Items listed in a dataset

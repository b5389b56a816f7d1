//! Logging infrastructure using `tracing` and `tracing-subscriber`.
//!
//! # Log Levels
//!
//! - `error`: fatal errors
//! - `warn`: unresolved duplicate buckets, skipped columns
//! - `info`: pipeline stage progress, summary counts
//! - `debug`: detailed processing information, redacted fuzzy merges
//! - `trace`: cell values (only shown with `--log-data`)
//!
//! # Usage
//!
//! ```ignore
//! use film_cli::logging::{init_logging, LogConfig};
//!
//! let config = LogConfig::from_verbosity(1);
//! init_logging(&config).expect("init logging");
//! ```

use std::fs::OpenOptions;
use std::io;
use std::path::PathBuf;
use std::sync::Mutex;
use std::sync::atomic::{AtomicBool, Ordering};
use tracing::level_filters::LevelFilter;
use tracing_subscriber::{
    EnvFilter, Layer, Registry,
    fmt::{self, MakeWriter, format::FmtSpan},
    layer::SubscriberExt,
    util::SubscriberInitExt,
};

type BoxedLayer = Box<dyn Layer<Registry> + Send + Sync>;

static LOG_DATA_ENABLED: AtomicBool = AtomicBool::new(false);

/// Placeholder used when cell values are kept out of the logs.
pub const REDACTED_VALUE: &str = "[REDACTED]";

/// Crates whose events follow the configured level.
const WORKSPACE_CRATES: &[&str] = &[
    "film_cli",
    "film_clean",
    "film_ingest",
    "film_match",
    "film_model",
    "film_normalize",
];

/// Crates that emit raw key text at `trace`; held at `debug` without `--log-data`.
const DATA_CRATES: &[&str] = &["film_match"];

/// Returns true if cell values may be logged.
pub fn log_data_enabled() -> bool {
    LOG_DATA_ENABLED.load(Ordering::Relaxed)
}

/// Returns the input value when data logging is enabled, otherwise a redacted token.
pub fn redact_value(value: &str) -> &str {
    if log_data_enabled() {
        value
    } else {
        REDACTED_VALUE
    }
}

/// Configuration for logging behavior.
#[derive(Debug, Clone)]
pub struct LogConfig {
    /// Maximum level for workspace crates.
    pub level_filter: LevelFilter,
    /// Let `RUST_LOG` override `level_filter` when it is set.
    pub use_env_filter: bool,
    /// Whether to include timestamps in log output.
    pub with_timestamps: bool,
    /// Whether to include target (module path) in log output.
    pub with_target: bool,
    /// Whether to emit span close events in JSON output.
    pub with_spans: bool,
    /// Whether to use ANSI colors in output.
    pub with_ansi: bool,
    pub format: LogFormat,
    /// Optional log file path. When set, logs are written to the file.
    pub log_file: Option<PathBuf>,
    /// Whether cell values may be logged.
    pub log_data: bool,
}

/// Log output format.
#[derive(Debug, Clone, Copy, Default, PartialEq, Eq)]
pub enum LogFormat {
    /// Human-readable format with colors.
    #[default]
    Pretty,
    /// Compact single-line format.
    Compact,
    /// JSON format for machine parsing.
    Json,
}

impl Default for LogConfig {
    fn default() -> Self {
        Self {
            level_filter: LevelFilter::WARN,
            use_env_filter: true,
            with_timestamps: false,
            with_target: false,
            with_spans: true,
            with_ansi: true,
            format: LogFormat::default(),
            log_file: None,
            log_data: false,
        }
    }
}

impl LogConfig {
    /// Create a `LogConfig` from a `-v` count.
    ///
    /// - 0: info level
    /// - 1: debug level
    /// - 2+: trace level
    #[must_use]
    pub fn from_verbosity(verbosity: u8) -> Self {
        let level_filter = match verbosity {
            0 => LevelFilter::INFO,
            1 => LevelFilter::DEBUG,
            _ => LevelFilter::TRACE,
        };
        Self {
            level_filter,
            use_env_filter: false,
            ..Default::default()
        }
    }

    #[must_use]
    pub fn with_level(mut self, level_filter: LevelFilter) -> Self {
        self.level_filter = level_filter;
        self
    }

    #[must_use]
    pub fn with_timestamps(mut self, enable: bool) -> Self {
        self.with_timestamps = enable;
        self
    }

    #[must_use]
    pub fn with_ansi(mut self, enable: bool) -> Self {
        self.with_ansi = enable;
        self
    }

    #[must_use]
    pub fn with_format(mut self, format: LogFormat) -> Self {
        self.format = format;
        self
    }

    /// Set the log file path (writes to stderr when None).
    #[must_use]
    pub fn with_log_file(mut self, path: Option<PathBuf>) -> Self {
        self.log_file = path;
        self
    }

    #[must_use]
    pub fn with_log_data(mut self, enable: bool) -> Self {
        self.log_data = enable;
        self
    }
}

/// Initialize the global tracing subscriber with the given configuration.
///
/// This should be called once at application startup.
///
/// # Errors
///
/// Returns an error if the log file cannot be opened.
///
/// # Panics
///
/// Panics if called more than once.
pub fn init_logging(config: &LogConfig) -> io::Result<()> {
    match &config.log_file {
        Some(path) => {
            let file = OpenOptions::new().create(true).append(true).open(path)?;
            init_logging_with_writer(config, Mutex::new(file));
        }
        None => init_logging_with_writer(config, io::stderr),
    }
    Ok(())
}

/// Initialize logging with a custom writer.
pub fn init_logging_with_writer<W>(config: &LogConfig, writer: W)
where
    W: for<'writer> MakeWriter<'writer> + Send + Sync + 'static,
{
    LOG_DATA_ENABLED.store(config.log_data, Ordering::Release);
    tracing_subscriber::registry()
        .with(format_layer(config, writer))
        .with(build_env_filter(config))
        .init();
}

fn format_layer<W>(config: &LogConfig, writer: W) -> BoxedLayer
where
    W: for<'writer> MakeWriter<'writer> + Send + Sync + 'static,
{
    let span_events = if config.with_spans {
        FmtSpan::CLOSE
    } else {
        FmtSpan::NONE
    };
    let base = fmt::layer()
        .with_writer(writer)
        .with_target(config.with_target);
    match (config.format, config.with_timestamps) {
        (LogFormat::Json, _) => base.json().with_span_events(span_events).boxed(),
        (LogFormat::Compact, true) => base.compact().with_ansi(config.with_ansi).boxed(),
        (LogFormat::Compact, false) => base
            .compact()
            .with_ansi(config.with_ansi)
            .without_time()
            .boxed(),
        (LogFormat::Pretty, true) => base.with_ansi(config.with_ansi).boxed(),
        (LogFormat::Pretty, false) => base.with_ansi(config.with_ansi).without_time().boxed(),
    }
}

/// Builds the event filter: `RUST_LOG` when allowed and set, otherwise the
/// configured level for workspace crates and `warn` for dependencies.
fn build_env_filter(config: &LogConfig) -> EnvFilter {
    if config.use_env_filter
        && let Ok(filter) = EnvFilter::try_from_default_env()
    {
        return filter;
    }
    EnvFilter::new(default_directives(config.level_filter, config.log_data))
}

fn default_directives(level_filter: LevelFilter, log_data: bool) -> String {
    let level = level_filter.to_string().to_lowercase();
    let base = if level_filter == LevelFilter::OFF {
        "off"
    } else {
        "warn"
    };
    let mut directives = vec![base.to_string()];
    directives.extend(WORKSPACE_CRATES.iter().map(|krate| {
        if level_filter == LevelFilter::TRACE && !log_data && DATA_CRATES.contains(krate) {
            format!("{krate}=debug")
        } else {
            format!("{krate}={level}")
        }
    }));
    directives.join(",")
}

#[cfg(test)]
mod tests {
    use super::*;

    #[test]
    fn directives_cover_workspace_crates() {
        let directives = default_directives(LevelFilter::DEBUG, false);
        assert!(directives.starts_with("warn,"));
        assert!(directives.contains("film_match=debug"));
        assert!(directives.contains("film_normalize=debug"));
    }

    #[test]
    fn off_silences_everything() {
        let directives = default_directives(LevelFilter::OFF, false);
        assert!(directives.starts_with("off,"));
        assert!(directives.contains("film_cli=off"));
    }

    #[test]
    fn trace_keeps_key_text_out_without_log_data() {
        let redacted = default_directives(LevelFilter::TRACE, false);
        assert!(redacted.contains("film_match=debug"));
        assert!(redacted.contains("film_cli=trace"));
        let verbose = default_directives(LevelFilter::TRACE, true);
        assert!(verbose.contains("film_match=trace"));
    }

    #[test]
    fn verbosity_levels() {
        assert_eq!(LogConfig::from_verbosity(0).level_filter, LevelFilter::INFO);
        assert_eq!(LogConfig::from_verbosity(3).level_filter, LevelFilter::TRACE);
        assert!(!LogConfig::from_verbosity(1).use_env_filter);
    }
}
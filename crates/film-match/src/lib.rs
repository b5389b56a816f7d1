//! Entity resolution for film datasets.
//!
//! Decides when rows from different sources describe the same movie, person
//! or award, and merges them into one row per entity.
//!
//! # Algorithm
//!
//! 1. Key cells are trimmed; rows with a missing key component are dropped
//!    (or kept apart when dropping is disabled).
//! 2. Keys are bucketed in input order. Identical keys always share a
//!    bucket; otherwise the first representative whose similarity reaches
//!    the threshold wins. Sequel titles ("Rocky II", "Spiderman 2") only
//!    match identical keys.
//! 3. Each bucket is reconciled into one survivor by the [`ConflictPolicy`].
//!
//! # Example
//!
//! ```ignore
//! use film_match::{AggregateOptions, Aggregator, ConflictPolicy};
//!
//! let options = AggregateOptions::new(["movie_name", "movie_date"])
//!     .with_policy(ConflictPolicy::Automatic);
//! let aggregation = Aggregator::new(options).aggregate(table)?;
//! println!("{} rows merged", aggregation.report.merged_rows);
//! ```

pub mod aggregate;
pub mod bucket;
mod error;
pub mod guards;
mod policy;
mod reconcile;
pub mod similarity;

pub use aggregate::{
    AggregateOptions, AggregateReport, Aggregation, Aggregator, DEFAULT_THRESHOLD, aggregate,
};
pub use bucket::{FuzzyMerge, ResolvedKey};
pub use error::{MatchError, Result};
pub use guards::{has_roman_numeral, has_sequel_number, is_sequel_title};
pub use policy::{ConflictPolicy, ReconcileScope};
pub use reconcile::{Conflict, ConflictOperator, Resolution, merge_automatic, merge_longest};
pub use similarity::{ratio, render_key};
//! Data model shared by the film cleaning crates.
//!
//! - [`CellValue`]: tagged union over the value kinds found in source files
//! - [`Table`]: ordered unique columns over positional rows
//! - [`Dataset`]: a table with a declared header set and identity key columns
//! - [`HeaderOrder`]: canonical column order and plural folding

pub mod dataset;
pub mod error;
pub mod header;
pub mod table;
pub mod value;

pub use dataset::Dataset;
pub use error::{ModelError, Result};
pub use header::{CANONICAL_HEADERS, HeaderOrder};
pub use table::{Row, Table};
pub use value::{CellValue, DateValue, ValueKind, format_numeric};
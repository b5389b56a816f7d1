//! Exporting tables as delimited files or workbooks, one file per dataset.

use std::fmt;
use std::path::{Path, PathBuf};
use std::str::FromStr;

use film_model::{CellValue, Table};
use serde::{Deserialize, Serialize};
use tracing::info;

use crate::error::{IngestError, Result};
use crate::workbook::write_workbook;

#[derive(Debug, Clone, Copy, Default, PartialEq, Eq, Serialize, Deserialize)]
#[serde(rename_all = "lowercase")]
pub enum ExportFormat {
    #[default]
    Csv,
    Tsv,
    Xlsx,
}

impl ExportFormat {
    pub fn extension(self) -> &'static str {
        match self {
            Self::Csv => "csv",
            Self::Tsv => "tsv",
            Self::Xlsx => "xlsx",
        }
    }

    /// Field delimiter of delimited formats; `None` for workbooks.
    pub fn delimiter(self) -> Option<u8> {
        match self {
            Self::Csv => Some(b','),
            Self::Tsv => Some(b'\t'),
            Self::Xlsx => None,
        }
    }
}

impl fmt::Display for ExportFormat {
    fn fmt(&self, f: &mut fmt::Formatter<'_>) -> fmt::Result {
        f.write_str(self.extension())
    }
}

impl FromStr for ExportFormat {
    type Err = IngestError;

    fn from_str(value: &str) -> Result<Self> {
        match value.trim().to_ascii_lowercase().as_str() {
            "csv" => Ok(Self::Csv),
            "tsv" => Ok(Self::Tsv),
            "xlsx" => Ok(Self::Xlsx),
            _ => Err(IngestError::UnsupportedFormat {
                format: value.to_string(),
                path: None,
            }),
        }
    }
}

/// Path of the file [`export_table`] writes for `name`.
pub fn export_path(dir: &Path, name: &str, format: ExportFormat) -> PathBuf {
    dir.join(format!("{name}.{}", format.extension()))
}

/// Writes `table` to `<dir>/<name>.<ext>` with a header row.
///
/// Delimited cells are written in their canonical rendering; list cells are
/// joined with `", "`. Returns the written path.
pub fn export_table(table: &Table, dir: &Path, name: &str, format: ExportFormat) -> Result<PathBuf> {
    if !dir.is_dir() {
        return Err(IngestError::DirectoryNotFound {
            path: dir.to_path_buf(),
        });
    }
    let path = export_path(dir, name, format);
    match format.delimiter() {
        Some(delimiter) => write_delimited(table, &path, delimiter)?,
        None => write_workbook(table, &path)?,
    }

    info!(
        path = %path.display(),
        rows = table.height(),
        format = %format,
        "exported dataset"
    );
    Ok(path)
}

fn write_delimited(table: &Table, path: &Path, delimiter: u8) -> Result<()> {
    let write_error = |source: csv::Error| IngestError::Write {
        path: path.to_path_buf(),
        source,
    };

    let mut writer = csv::WriterBuilder::new()
        .delimiter(delimiter)
        .from_path(path)
        .map_err(write_error)?;
    writer.write_record(table.columns()).map_err(write_error)?;
    for row in table.rows() {
        writer
            .write_record(row.cells.iter().map(CellValue::render))
            .map_err(write_error)?;
    }
    writer
        .flush()
        .map_err(|e| write_error(csv::Error::from(e)))
}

**Assigned task:**
Copy out every line in the entries above that holds "Panics".

**Exercise response:**
/// # Panics
/// Panics if called more than once.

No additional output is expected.